J’ai eu l’occasion de lire les motifs du Juge en chef dans lesquels il résume les faits à l’origine de ce pourvoi, et je note l’importance qui doit être accordée aux «questions constitutionnelles» qu’il a énoncées et fait signifier conformément à la règle 17 des Règles de cette Cour. Ces questions sont les suivantes:
1. Les dispositions de la Loi sur la défense nationale, qui autorisent le procès du personnel militaire accusé d’infractions criminelles commises au Canada en violation de la Loi sur les stupéfiants ou du Code criminel devant des tribunaux militaires, sont-elles inopérantes en raison des alinéas 1a), 1b), 2e) et 2f) de la Déclaration canadienne des droits?

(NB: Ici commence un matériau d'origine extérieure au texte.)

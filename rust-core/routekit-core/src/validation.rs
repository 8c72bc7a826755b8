//! # Validation Module
//!
//! Structured reasons for a rejected path parameter value.
//!
//! Matching only cares whether a value passed, but the reason is kept so it
//! can be logged and reported by URL generation.

use crate::types::Limit;
use std::fmt;

/// Why a candidate value failed a parameter's constraints
#[derive(Debug, Clone, Copy, PartialEq)]
pub enum ParamRejection {
    /// Value is empty
    Empty,
    /// Value does not parse as the declared type
    InvalidType {
        /// Type name the value was checked against
        expected: &'static str,
    },
    /// String is shorter than the minimum length
    TooShort {
        /// Minimum length
        min: Limit,
    },
    /// String is longer than the maximum length
    TooLong {
        /// Maximum length
        max: Limit,
    },
    /// Number is below the minimum
    TooSmall {
        /// Minimum value
        min: Limit,
    },
    /// Number is above the maximum
    TooLarge {
        /// Maximum value
        max: Limit,
    },
}

impl fmt::Display for ParamRejection {
    fn fmt(&self, f: &mut fmt::Formatter<'_>) -> fmt::Result {
        match self {
            Self::Empty => write!(f, "value must not be empty"),
            Self::InvalidType { expected } => write!(f, "value must be {expected}"),
            Self::TooShort { min } => write!(f, "value must be at least {min} characters"),
            Self::TooLong { max } => write!(f, "value must be at most {max} characters"),
            Self::TooSmall { min } => write!(f, "value must be at least {min}"),
            Self::TooLarge { max } => write!(f, "value must be at most {max}"),
        }
    }
}

/// Result type for parameter validation
pub type ValidationResult<T> = std::result::Result<T, ParamRejection>;

#[cfg(test)]
mod tests {
    use super::*;

    #[test]
    fn test_rejection_display() {
        assert_eq!(ParamRejection::Empty.to_string(), "value must not be empty");
        assert_eq!(
            ParamRejection::InvalidType { expected: "int" }.to_string(),
            "value must be int"
        );
        assert_eq!(
            ParamRejection::TooShort { min: Limit::Int(3) }.to_string(),
            "value must be at least 3 characters"
        );
        assert_eq!(
            ParamRejection::TooLarge { max: Limit::Float(1.5) }.to_string(),
            "value must be at most 1.5"
        );
        assert_eq!(
            ParamRejection::TooSmall { min: Limit::Int(i64::MIN) }.to_string(),
            "value must be at least -9223372036854775808"
        );
    }
}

2. Est-ce que la Loi sur la défense nationale est ultra vires du Parlement du Canada dans la mesure où elle permet au procureur à charge militaire et non au procureur général d’une province ou au procureur général du Canada d’instituer et de mener des poursuites criminelles devant des tribunaux militaires pour des infractions commises au Canada en violation de la Loi sur les stupéfiants ou du Code criminel?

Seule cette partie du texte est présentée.